=== Begin Enclosure ===

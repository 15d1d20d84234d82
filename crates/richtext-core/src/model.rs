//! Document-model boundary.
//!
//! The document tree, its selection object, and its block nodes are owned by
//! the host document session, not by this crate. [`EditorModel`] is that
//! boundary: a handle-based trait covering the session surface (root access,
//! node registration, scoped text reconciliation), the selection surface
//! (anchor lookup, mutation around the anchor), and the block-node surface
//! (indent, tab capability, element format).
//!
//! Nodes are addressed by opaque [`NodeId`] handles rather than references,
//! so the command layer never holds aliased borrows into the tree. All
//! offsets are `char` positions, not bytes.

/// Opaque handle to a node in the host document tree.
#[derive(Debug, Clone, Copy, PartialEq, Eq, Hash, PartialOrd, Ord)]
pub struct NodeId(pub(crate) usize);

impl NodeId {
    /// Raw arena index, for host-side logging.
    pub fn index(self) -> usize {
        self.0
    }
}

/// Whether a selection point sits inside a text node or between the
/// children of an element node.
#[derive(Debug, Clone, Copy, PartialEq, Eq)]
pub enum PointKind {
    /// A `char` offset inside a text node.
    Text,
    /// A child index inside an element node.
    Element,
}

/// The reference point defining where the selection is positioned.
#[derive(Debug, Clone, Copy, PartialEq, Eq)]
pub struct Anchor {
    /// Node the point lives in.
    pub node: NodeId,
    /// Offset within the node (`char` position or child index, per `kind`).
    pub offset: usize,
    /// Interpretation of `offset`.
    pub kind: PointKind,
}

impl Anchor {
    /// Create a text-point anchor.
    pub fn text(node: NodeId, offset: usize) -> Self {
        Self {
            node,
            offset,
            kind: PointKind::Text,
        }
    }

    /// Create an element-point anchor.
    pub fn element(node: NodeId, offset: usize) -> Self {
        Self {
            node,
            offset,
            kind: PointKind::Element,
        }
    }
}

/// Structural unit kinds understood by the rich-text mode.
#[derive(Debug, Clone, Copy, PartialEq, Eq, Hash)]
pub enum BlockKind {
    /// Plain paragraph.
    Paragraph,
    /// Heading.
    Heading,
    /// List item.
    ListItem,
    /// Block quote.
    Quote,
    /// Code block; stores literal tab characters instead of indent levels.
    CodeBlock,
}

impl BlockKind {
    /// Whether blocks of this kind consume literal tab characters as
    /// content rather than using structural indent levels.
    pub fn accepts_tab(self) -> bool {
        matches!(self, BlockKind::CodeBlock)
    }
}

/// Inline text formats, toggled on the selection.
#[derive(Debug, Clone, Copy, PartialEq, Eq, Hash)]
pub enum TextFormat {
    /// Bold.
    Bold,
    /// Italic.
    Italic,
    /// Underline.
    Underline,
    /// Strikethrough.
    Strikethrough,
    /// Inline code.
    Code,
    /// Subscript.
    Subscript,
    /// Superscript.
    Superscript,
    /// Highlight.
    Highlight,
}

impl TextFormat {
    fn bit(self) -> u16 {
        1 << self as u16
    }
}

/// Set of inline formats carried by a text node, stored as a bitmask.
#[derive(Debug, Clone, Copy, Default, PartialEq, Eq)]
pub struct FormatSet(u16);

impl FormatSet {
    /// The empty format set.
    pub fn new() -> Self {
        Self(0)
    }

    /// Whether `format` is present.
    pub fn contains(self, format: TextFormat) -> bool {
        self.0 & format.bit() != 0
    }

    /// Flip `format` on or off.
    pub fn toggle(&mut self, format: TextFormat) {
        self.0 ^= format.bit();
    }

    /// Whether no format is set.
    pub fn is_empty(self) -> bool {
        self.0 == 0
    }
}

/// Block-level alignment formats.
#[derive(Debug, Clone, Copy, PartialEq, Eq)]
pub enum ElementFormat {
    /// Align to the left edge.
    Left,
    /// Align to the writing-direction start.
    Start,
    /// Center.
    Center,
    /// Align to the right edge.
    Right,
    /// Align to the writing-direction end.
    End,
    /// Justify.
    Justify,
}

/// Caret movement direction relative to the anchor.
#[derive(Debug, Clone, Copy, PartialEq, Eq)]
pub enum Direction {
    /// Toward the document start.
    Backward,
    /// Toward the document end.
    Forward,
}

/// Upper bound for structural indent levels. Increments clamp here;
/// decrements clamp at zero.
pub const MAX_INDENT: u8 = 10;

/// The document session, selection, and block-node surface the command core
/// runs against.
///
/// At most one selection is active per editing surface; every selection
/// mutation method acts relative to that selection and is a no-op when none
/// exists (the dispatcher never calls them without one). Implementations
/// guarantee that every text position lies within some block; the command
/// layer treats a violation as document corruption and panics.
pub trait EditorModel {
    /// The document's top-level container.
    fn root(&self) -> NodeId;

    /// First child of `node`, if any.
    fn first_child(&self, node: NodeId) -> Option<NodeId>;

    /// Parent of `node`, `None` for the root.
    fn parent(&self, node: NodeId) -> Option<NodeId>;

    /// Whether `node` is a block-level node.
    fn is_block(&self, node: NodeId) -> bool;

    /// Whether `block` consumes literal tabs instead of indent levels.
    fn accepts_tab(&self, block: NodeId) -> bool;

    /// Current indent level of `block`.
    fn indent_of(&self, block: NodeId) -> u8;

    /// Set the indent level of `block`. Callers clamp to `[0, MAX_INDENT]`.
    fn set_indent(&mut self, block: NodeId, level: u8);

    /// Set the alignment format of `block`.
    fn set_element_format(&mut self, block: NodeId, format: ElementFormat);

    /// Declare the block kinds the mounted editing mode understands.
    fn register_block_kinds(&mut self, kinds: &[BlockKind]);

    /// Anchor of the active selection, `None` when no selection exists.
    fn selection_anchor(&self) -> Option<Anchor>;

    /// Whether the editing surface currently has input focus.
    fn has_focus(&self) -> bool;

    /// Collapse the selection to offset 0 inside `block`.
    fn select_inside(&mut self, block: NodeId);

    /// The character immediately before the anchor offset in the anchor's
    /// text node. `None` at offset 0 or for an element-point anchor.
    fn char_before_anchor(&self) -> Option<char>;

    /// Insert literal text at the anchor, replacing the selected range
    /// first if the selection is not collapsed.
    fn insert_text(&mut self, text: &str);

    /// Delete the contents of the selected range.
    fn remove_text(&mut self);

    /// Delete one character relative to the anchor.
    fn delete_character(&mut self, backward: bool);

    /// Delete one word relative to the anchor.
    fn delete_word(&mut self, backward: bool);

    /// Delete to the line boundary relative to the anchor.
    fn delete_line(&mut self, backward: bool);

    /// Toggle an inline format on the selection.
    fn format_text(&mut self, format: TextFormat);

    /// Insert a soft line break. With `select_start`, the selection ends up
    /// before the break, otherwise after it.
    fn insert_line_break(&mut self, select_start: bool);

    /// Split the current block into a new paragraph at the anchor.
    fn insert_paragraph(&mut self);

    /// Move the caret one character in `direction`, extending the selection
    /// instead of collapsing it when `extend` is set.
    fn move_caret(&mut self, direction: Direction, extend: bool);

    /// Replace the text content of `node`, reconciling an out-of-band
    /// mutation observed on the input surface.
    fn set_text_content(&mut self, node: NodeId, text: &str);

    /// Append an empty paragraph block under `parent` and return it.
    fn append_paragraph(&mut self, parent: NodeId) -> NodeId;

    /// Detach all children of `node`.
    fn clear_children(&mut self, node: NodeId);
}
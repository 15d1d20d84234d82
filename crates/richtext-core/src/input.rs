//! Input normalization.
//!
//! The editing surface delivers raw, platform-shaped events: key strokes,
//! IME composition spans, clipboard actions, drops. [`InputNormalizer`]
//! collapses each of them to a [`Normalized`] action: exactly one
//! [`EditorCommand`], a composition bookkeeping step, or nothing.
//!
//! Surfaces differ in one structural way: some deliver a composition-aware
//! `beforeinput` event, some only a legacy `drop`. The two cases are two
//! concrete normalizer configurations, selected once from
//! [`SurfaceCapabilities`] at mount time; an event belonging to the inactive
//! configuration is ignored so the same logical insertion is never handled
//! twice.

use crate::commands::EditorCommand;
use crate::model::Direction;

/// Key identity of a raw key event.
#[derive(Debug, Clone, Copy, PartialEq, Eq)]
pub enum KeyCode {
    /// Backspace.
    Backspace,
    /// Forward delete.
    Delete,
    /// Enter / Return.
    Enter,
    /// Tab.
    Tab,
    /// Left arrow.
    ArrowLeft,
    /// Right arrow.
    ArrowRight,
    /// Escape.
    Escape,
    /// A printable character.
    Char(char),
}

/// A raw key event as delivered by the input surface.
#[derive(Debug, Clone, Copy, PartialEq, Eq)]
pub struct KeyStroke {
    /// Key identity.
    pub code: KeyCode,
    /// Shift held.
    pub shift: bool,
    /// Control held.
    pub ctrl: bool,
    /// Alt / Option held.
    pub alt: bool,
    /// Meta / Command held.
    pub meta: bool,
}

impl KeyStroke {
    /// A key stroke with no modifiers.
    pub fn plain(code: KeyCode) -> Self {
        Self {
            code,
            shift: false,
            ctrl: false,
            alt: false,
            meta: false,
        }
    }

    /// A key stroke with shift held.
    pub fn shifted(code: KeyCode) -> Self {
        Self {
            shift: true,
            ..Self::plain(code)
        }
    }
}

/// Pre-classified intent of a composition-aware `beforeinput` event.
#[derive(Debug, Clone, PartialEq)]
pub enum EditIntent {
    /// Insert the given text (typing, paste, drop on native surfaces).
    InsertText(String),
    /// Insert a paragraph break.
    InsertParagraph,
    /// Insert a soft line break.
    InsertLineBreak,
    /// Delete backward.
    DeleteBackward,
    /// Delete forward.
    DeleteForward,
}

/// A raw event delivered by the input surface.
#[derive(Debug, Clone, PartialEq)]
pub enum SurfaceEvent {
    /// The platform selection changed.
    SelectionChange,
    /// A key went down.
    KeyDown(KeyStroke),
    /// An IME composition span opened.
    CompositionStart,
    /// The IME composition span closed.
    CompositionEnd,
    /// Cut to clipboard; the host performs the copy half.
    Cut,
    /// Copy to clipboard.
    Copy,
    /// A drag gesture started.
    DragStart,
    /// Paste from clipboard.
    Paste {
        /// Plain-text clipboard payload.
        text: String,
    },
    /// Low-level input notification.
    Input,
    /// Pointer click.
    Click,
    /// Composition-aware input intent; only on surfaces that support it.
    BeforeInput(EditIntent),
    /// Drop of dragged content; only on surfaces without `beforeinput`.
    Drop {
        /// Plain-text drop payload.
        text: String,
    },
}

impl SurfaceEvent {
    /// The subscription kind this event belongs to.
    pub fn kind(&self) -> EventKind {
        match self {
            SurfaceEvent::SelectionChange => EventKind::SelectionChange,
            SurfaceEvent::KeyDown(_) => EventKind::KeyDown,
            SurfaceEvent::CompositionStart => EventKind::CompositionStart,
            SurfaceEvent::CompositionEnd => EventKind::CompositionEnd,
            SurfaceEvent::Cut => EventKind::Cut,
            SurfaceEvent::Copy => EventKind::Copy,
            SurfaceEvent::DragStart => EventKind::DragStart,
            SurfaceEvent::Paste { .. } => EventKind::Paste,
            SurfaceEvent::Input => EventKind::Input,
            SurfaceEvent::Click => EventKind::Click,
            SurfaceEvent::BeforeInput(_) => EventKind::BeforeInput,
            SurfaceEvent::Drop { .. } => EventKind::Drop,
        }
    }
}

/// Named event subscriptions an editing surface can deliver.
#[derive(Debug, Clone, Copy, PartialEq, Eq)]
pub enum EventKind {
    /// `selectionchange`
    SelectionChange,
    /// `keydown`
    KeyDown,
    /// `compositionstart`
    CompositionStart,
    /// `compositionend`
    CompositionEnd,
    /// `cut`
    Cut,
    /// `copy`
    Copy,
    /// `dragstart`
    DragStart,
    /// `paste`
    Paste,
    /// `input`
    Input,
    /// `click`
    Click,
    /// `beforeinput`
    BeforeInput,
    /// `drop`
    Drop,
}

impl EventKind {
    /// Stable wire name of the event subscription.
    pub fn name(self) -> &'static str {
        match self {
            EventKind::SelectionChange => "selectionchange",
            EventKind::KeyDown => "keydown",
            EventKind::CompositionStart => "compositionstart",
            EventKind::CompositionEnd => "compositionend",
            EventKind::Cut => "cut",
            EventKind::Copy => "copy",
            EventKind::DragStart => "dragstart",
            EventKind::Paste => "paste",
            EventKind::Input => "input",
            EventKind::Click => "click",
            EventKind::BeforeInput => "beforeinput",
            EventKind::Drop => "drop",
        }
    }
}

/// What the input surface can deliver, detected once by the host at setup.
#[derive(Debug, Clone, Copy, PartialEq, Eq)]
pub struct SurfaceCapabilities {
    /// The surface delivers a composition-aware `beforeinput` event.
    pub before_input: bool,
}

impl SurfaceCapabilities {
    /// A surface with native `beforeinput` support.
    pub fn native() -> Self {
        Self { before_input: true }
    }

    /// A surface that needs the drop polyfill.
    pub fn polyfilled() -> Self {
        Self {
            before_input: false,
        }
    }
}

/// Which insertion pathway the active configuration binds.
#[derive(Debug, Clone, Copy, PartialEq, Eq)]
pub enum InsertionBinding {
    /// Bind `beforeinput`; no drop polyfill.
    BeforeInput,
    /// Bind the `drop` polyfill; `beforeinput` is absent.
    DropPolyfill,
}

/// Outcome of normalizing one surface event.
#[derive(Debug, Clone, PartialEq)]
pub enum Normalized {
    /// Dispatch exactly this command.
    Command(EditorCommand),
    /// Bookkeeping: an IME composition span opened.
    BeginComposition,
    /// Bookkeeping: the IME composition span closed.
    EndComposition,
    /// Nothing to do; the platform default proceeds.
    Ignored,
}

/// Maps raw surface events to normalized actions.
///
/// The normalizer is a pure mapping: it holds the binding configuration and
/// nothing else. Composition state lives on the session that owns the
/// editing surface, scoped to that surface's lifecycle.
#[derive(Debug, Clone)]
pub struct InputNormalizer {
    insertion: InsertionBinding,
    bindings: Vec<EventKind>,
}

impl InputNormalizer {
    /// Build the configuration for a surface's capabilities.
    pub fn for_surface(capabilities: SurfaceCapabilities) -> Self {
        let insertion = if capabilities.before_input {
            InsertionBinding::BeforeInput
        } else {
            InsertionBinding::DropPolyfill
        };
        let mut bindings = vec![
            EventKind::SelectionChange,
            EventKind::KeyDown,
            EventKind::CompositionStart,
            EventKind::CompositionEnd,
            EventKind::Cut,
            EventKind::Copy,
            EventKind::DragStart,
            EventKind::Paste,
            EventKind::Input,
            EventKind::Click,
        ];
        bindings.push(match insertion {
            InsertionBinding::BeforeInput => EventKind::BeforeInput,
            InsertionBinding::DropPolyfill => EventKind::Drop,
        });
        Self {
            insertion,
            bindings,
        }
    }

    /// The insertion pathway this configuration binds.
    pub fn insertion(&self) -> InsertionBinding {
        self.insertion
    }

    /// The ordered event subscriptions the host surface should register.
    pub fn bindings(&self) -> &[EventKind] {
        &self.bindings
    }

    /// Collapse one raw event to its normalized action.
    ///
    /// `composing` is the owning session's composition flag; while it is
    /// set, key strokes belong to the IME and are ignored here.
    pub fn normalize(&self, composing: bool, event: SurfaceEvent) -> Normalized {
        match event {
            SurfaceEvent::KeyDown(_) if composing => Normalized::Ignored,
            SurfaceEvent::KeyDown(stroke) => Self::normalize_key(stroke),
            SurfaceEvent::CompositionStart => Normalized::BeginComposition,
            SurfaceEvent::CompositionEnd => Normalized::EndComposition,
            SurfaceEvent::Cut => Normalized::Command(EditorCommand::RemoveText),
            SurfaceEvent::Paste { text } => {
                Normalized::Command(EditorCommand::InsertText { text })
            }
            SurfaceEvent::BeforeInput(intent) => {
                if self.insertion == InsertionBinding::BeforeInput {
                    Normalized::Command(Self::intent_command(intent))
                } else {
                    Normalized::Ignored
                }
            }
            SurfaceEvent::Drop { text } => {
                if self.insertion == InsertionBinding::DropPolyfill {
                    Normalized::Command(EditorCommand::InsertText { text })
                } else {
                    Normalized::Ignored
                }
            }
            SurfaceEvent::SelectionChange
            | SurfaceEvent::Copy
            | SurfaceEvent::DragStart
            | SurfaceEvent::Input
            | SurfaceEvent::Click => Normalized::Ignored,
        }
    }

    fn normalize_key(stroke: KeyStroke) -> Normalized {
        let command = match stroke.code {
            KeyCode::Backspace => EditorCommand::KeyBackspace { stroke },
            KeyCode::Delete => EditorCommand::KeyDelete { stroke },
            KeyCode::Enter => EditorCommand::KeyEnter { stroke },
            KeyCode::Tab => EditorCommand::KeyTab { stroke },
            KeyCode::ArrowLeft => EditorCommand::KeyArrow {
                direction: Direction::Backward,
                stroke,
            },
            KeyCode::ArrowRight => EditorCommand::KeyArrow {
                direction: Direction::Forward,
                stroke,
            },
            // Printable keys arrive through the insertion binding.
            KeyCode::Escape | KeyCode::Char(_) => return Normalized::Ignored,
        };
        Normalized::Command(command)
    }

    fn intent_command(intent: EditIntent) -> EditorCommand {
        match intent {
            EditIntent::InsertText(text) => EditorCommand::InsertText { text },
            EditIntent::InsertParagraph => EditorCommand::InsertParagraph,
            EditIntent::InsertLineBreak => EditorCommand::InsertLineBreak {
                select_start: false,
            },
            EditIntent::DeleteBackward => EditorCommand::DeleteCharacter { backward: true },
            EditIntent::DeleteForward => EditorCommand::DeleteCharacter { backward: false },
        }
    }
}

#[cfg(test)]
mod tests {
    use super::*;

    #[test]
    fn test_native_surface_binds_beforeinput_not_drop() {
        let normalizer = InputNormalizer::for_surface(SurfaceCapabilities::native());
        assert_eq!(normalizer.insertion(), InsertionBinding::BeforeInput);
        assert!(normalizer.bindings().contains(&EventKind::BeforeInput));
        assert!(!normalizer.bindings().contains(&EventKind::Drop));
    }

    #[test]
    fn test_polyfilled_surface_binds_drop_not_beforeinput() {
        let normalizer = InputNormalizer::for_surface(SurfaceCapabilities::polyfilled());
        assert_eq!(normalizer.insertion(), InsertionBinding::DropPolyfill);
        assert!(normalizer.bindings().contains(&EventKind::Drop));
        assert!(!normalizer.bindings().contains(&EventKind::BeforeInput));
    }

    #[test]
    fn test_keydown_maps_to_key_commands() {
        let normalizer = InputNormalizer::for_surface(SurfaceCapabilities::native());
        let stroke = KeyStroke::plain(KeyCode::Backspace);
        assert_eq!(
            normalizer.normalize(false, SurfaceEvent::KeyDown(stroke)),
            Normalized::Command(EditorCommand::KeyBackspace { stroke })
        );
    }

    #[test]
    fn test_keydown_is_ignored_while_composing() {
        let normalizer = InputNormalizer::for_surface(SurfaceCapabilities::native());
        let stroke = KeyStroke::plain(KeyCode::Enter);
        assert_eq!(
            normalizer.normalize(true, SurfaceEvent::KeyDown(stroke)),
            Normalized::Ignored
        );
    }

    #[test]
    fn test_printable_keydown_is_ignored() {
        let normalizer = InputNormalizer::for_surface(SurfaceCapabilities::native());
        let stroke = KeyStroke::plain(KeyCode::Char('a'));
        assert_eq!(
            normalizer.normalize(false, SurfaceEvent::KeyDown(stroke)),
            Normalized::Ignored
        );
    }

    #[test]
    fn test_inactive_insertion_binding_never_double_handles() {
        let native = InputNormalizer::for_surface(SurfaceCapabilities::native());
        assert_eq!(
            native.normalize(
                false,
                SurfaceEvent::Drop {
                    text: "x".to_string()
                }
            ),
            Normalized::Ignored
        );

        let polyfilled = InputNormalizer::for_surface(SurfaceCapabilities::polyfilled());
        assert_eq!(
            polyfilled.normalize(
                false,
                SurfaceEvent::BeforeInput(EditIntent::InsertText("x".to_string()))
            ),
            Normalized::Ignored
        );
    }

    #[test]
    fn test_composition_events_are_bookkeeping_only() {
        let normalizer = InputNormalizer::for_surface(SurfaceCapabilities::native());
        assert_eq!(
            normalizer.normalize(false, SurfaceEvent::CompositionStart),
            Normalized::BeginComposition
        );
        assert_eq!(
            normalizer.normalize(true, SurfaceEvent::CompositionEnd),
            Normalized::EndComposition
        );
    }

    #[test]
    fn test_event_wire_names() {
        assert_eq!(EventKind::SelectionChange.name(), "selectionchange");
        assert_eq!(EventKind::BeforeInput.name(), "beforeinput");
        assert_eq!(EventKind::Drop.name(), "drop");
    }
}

=== End Enclosure ===

__Task requirements__
Scan the records for the word "BlockKind". Copy each line where it turns up.

__Output for this task__
pub enum BlockKind {
impl BlockKind {
        matches!(self, BlockKind::CodeBlock)
    fn register_block_kinds(&mut self, kinds: &[BlockKind]);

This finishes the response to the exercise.